Feature documentation serves to:

  • Define requirements before implementation begins
  • Clarify scope and goals through structured questions
  • Track progress on feature development
  • Provide context for reviewers and future maintainers
  • Align team on feature design and implementation
  • Preserve decisions and rationale for future reference

📁 Active Features

See active-features.md for the current list of ongoing feature work.

✅ Completed Features

See completed-features.md for the complete history of finished features.

🔄 Feature Development Workflow

1. Draft Feature Specification

Create a new folder in docs/features/{feature-name}/ with three core documents:

  • README.md - Feature overview, status, and quick summary
  • questions.md - Clarifying questions to refine requirements
  • specification.md - Detailed technical specification

Recommended structure (flexible based on feature complexity):

docs/features/{feature-name}/
├── README.md          # Overview, status tracking, quick summary
├── questions.md       # Questions for product owner/stakeholders
└── specification.md   # Technical specification and implementation details

2. Ask Questions (Optional but Recommended)

The questions.md file helps clarify:

  • Scope: What's included vs. what's deferred?
  • Requirements: What are the must-haves vs. nice-to-haves?
  • Constraints: What limitations or dependencies exist?
  • Success criteria: How do we know it's complete?
  • Priority: What's the timeline and urgency?

Product owner or stakeholders answer these questions directly in the document to provide clear direction.

3. Update Specification

Based on question answers:

  1. Refine the specification with clearer requirements
  2. Update scope and goals
  3. Add implementation details
  4. Document decisions and rationale
  5. Define acceptance criteria

4. Implementation

  1. Create implementation plan (can be in specification or separate document)
  2. Break down into phases or milestones
  3. Track progress with checkboxes
  4. Commit frequently with conventional commit messages
  5. Update documentation as implementation progresses

5. Completion

When feature is complete:

  1. Mark status as ✅ Complete in feature README
  2. Move entry from active-features.md to completed-features.md
  3. Feature documentation remains in repository for reference
  4. Implementation history preserved in git

6. Cleanup (Optional)

For features that are fully mature and well-documented elsewhere:

🎯 Feature Document Structure

Each feature should have three core documents.

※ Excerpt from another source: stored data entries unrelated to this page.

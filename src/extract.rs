//! Upload Extraction Module
//! Pulls CSV/JSON/text files out of uploaded ZIP archives into a local data folder.

use std::fs::{self, File};
use std::io;
use std::path::{Path, PathBuf};
use thiserror::Error;
use zip::result::ZipError;
use zip::ZipArchive;

/// File extensions that are extracted or copied.
const DATA_EXTENSIONS: [&str; 3] = [".csv", ".json", ".txt"];

#[derive(Error, Debug)]
pub enum ExtractError {
    #[error("Failed to read input directory {path}: {source}")]
    InputDir {
        path: PathBuf,
        #[source]
        source: io::Error,
    },
    #[error("Failed to create output directory {path}: {source}")]
    OutputDir {
        path: PathBuf,
        #[source]
        source: io::Error,
    },
    #[error("IO error: {0}")]
    Io(#[from] io::Error),
    #[error("ZIP error: {0}")]
    Zip(#[from] ZipError),
}

/// What happened to each file in the input directory.
#[derive(Debug, Default, PartialEq, Eq)]
pub struct ExtractionReport {
    /// Files written from archive members.
    pub extracted: Vec<PathBuf>,
    /// Plain data files copied as-is.
    pub copied: Vec<PathBuf>,
    /// Inputs that were neither archives nor data files.
    pub skipped: Vec<PathBuf>,
    /// Inputs that failed, with the reason.
    pub failed: Vec<(PathBuf, String)>,
}

impl ExtractionReport {
    /// Output files produced, extracted first.
    pub fn found(&self) -> impl Iterator<Item = &PathBuf> {
        self.extracted.iter().chain(self.copied.iter())
    }

    pub fn is_empty(&self) -> bool {
        self.extracted.is_empty() && self.copied.is_empty()
    }
}

fn is_data_file(name: &str) -> bool {
    let lower = name.to_lowercase();
    DATA_EXTENSIONS.iter().any(|ext| lower.ends_with(ext))
}

/// Extract data members of every ZIP archive in `input_dir`, and copy plain
/// data files, into `output_dir`.
///
/// Only base file names are kept, so members with the same name overwrite
/// each other. A failure on one input is recorded and the rest still run.
pub fn extract_uploads(
    input_dir: &Path,
    output_dir: &Path,
) -> Result<ExtractionReport, ExtractError> {
    fs::create_dir_all(output_dir).map_err(|source| ExtractError::OutputDir {
        path: output_dir.to_path_buf(),
        source,
    })?;

    let entries = fs::read_dir(input_dir).map_err(|source| ExtractError::InputDir {
        path: input_dir.to_path_buf(),
        source,
    })?;

    let mut inputs: Vec<PathBuf> = entries
        .filter_map(Result::ok)
        .map(|e| e.path())
        .filter(|p| p.is_file())
        .collect();
    inputs.sort();

    let mut report = ExtractionReport::default();
    for path in inputs {
        if let Err(e) = process_file(&path, output_dir, &mut report) {
            log::warn!("Error processing {}: {e}", path.display());
            report.failed.push((path, e.to_string()));
        }
    }

    if report.is_empty() {
        log::warn!(
            "No CSV/JSON/TXT files found in uploads. Archives such as .pbit/.pbix \
             models may need BI tooling to export their data manually."
        );
    } else {
        log::info!(
            "Extraction complete: {} extracted, {} copied",
            report.extracted.len(),
            report.copied.len()
        );
    }
    Ok(report)
}

fn process_file(
    path: &Path,
    output_dir: &Path,
    report: &mut ExtractionReport,
) -> Result<(), ExtractError> {
    let name = path
        .file_name()
        .map(|n| n.to_string_lossy().to_string())
        .unwrap_or_default();

    match ZipArchive::new(File::open(path)?) {
        Ok(mut archive) => {
            let before = report.extracted.len();
            extract_archive(&mut archive, output_dir, &mut report.extracted)?;
            if report.extracted.len() == before {
                log::info!(
                    "{} has no CSV/JSON/TXT members; manual handling required",
                    path.display()
                );
                report.skipped.push(path.to_path_buf());
            }
        }
        Err(ZipError::InvalidArchive(_)) if is_data_file(&name) => {
            let target = output_dir.join(&name);
            fs::copy(path, &target)?;
            log::info!("Copied {} -> {}", path.display(), target.display());
            report.copied.push(target);
        }
        Err(ZipError::InvalidArchive(_)) | Err(ZipError::UnsupportedArchive(_)) => {
            log::info!("{} is not extractable; manual handling required", path.display());
            report.skipped.push(path.to_path_buf());
        }
        Err(e) => return Err(e.into()),
    }
    Ok(())
}

/// Writes data members into `output_dir`, pushing each target onto `extracted`
/// once written, so members before a failure are still reported.
fn extract_archive(
    archive: &mut ZipArchive<File>,
    output_dir: &Path,
    extracted: &mut Vec<PathBuf>,
) -> Result<(), ExtractError> {
    for i in 0..archive.len() {
        let mut entry = archive.by_index(i)?;
        if entry.is_dir() || !is_data_file(entry.name()) {
            continue;
        }

        let member = entry.name().to_string();
        // Keep the base name only; also rejects traversal like "../x.csv"
        let Some(base) = Path::new(&member).file_name().map(|n| n.to_os_string()) else {
            continue;
        };
        let target = output_dir.join(base);
        let mut out = File::create(&target)?;
        io::copy(&mut entry, &mut out)?;
        log::info!("Extracted {member} -> {}", target.display());
        extracted.push(target);
    }
    Ok(())
}

#[cfg(test)]
mod tests {
    use super::*;
    use std::io::Write;
    use zip::write::FileOptions;
    use zip::ZipWriter;

    fn temp_dir(name: &str) -> PathBuf {
        let dir = std::env::temp_dir().join(format!("fcp_extract_{name}"));
        let _ = fs::remove_dir_all(&dir);
        fs::create_dir_all(dir.join("in")).unwrap();
        dir
    }

    fn write_zip(path: &Path, members: &[(&str, &[u8])]) {
        let mut zip = ZipWriter::new(File::create(path).unwrap());
        for (name, data) in members {
            zip.start_file(*name, FileOptions::default()).unwrap();
            zip.write_all(data).unwrap();
        }
        zip.finish().unwrap();
    }

    #[test]
    fn extracts_data_members_by_base_name() {
        let dir = temp_dir("members");
        write_zip(
            &dir.join("in").join("upload.zip"),
            &[
                ("nested/flights.CSV", &b"date,operator\n"[..]),
                ("meta/info.json", &b"{}"[..]),
                ("image.png", &b"\x89PNG"[..]),
            ],
        );
        let out = dir.join("out");

        let report = extract_uploads(&dir.join("in"), &out).unwrap();

        assert_eq!(report.extracted.len(), 2);
        assert_eq!(fs::read_to_string(out.join("flights.CSV")).unwrap(), "date,operator\n");
        assert!(out.join("info.json").is_file());
        assert!(!out.join("image.png").exists());
        assert!(report.failed.is_empty());

        let _ = fs::remove_dir_all(&dir);
    }

    #[test]
    fn copies_plain_files_and_skips_others() {
        let dir = temp_dir("plain");
        fs::write(dir.join("in").join("notes.txt"), "hello").unwrap();
        fs::write(dir.join("in").join("model.pbit"), "not a zip").unwrap();
        let out = dir.join("out");

        let report = extract_uploads(&dir.join("in"), &out).unwrap();

        assert_eq!(report.copied, vec![out.join("notes.txt")]);
        assert_eq!(report.skipped, vec![dir.join("in").join("model.pbit")]);
        assert_eq!(fs::read_to_string(out.join("notes.txt")).unwrap(), "hello");

        let _ = fs::remove_dir_all(&dir);
    }

    #[test]
    fn archive_without_data_is_skipped() {
        let dir = temp_dir("no_data");
        write_zip(&dir.join("in").join("report.pbix"), &[("DataModel", &b"\0\0"[..])]);

        let report = extract_uploads(&dir.join("in"), &dir.join("out")).unwrap();
        assert!(report.is_empty());
        assert_eq!(report.skipped.len(), 1);

        let _ = fs::remove_dir_all(&dir);
    }

    #[test]
    fn partial_archive_failure_keeps_written_members() {
        let dir = temp_dir("partial");
        write_zip(
            &dir.join("in").join("upload.zip"),
            &[("first.csv", &b"a\n"[..]), ("second.csv", &b"b\n"[..])],
        );
        let out = dir.join("out");
        // A directory in the way makes the second member fail
        fs::create_dir_all(out.join("second.csv")).unwrap();

        let report = extract_uploads(&dir.join("in"), &out).unwrap();

        assert_eq!(report.extracted, vec![out.join("first.csv")]);
        assert_eq!(report.failed.len(), 1);
        assert_eq!(report.failed[0].0, dir.join("in").join("upload.zip"));
        assert!(report.skipped.is_empty());

        let _ = fs::remove_dir_all(&dir);
    }

    #[test]
    fn missing_input_dir_is_an_error() {
        let dir = temp_dir("missing_input");
        let err = extract_uploads(&dir.join("nope"), &dir.join("out")).unwrap_err();
        assert!(matches!(err, ExtractError::InputDir { .. }));

        let _ = fs::remove_dir_all(&dir);
    }
}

Templates are provided to make creating new features easier.

Templates

Use these templates when creating a new feature:

Quick Start

To create a new feature:

  1. Copy the templates to a new folder: docs/features/{feature-name}/
  2. Rename files (remove TEMPLATE- prefix): README.md, questions.md, specification.md
  3. Fill in the templates with feature-specific information
  4. Add the new feature to active-features.md

Document Purposes

  • README.md: High-level overview, status tracking, quick reference
  • questions.md: Clarify requirements with product owners before implementation
  • specification.md: Detailed technical design, implementation plan, acceptance criteria

📊 Status Legend

  • 📋 Specified - Requirements documented, awaiting implementation
  • 🚧 In Progress - Implementation has started
  • Completed - Feature fully implemented and merged
  • ⏸️ Deferred - Work postponed for future consideration
  • 🔄 Refactoring - Being redesigned or improved
  • Cancelled - Feature abandoned or superseded

🎓 Best Practices

When to Create a Feature Document

Create feature documentation when:

  • ✅ Adding new user-facing capabilities
  • ✅ Implementing significant new functionality
  • ✅ Building features that span multiple components
  • ✅ Work requires stakeholder alignment
  • ✅ Design decisions need documentation
  • ✅ Implementation will take multiple sessions

Skip formal feature documentation for:

  • ❌ Simple bug fixes
  • ❌ Internal code improvements (use refactoring docs)
  • ❌ Trivial enhancements
  • ❌ Emergency hotfixes

Feature Quality

Good feature specifications:

  • Clear problem statement - Explain why this matters
  • Defined scope - What's in and what's out
  • User-focused goals - How does this help users?
  • Technical feasibility - Can we actually build this?
  • Measurable outcomes - How do we know we're done?
  • Risk assessment - What could go wrong?

Progress Tracking

Keep documentation updated:

  • After each milestone: Update status and checklist
  • When blocked: Document blockers and decisions
  • On completion: Mark feature as complete
  • Post-implementation: Add lessons learned (optional)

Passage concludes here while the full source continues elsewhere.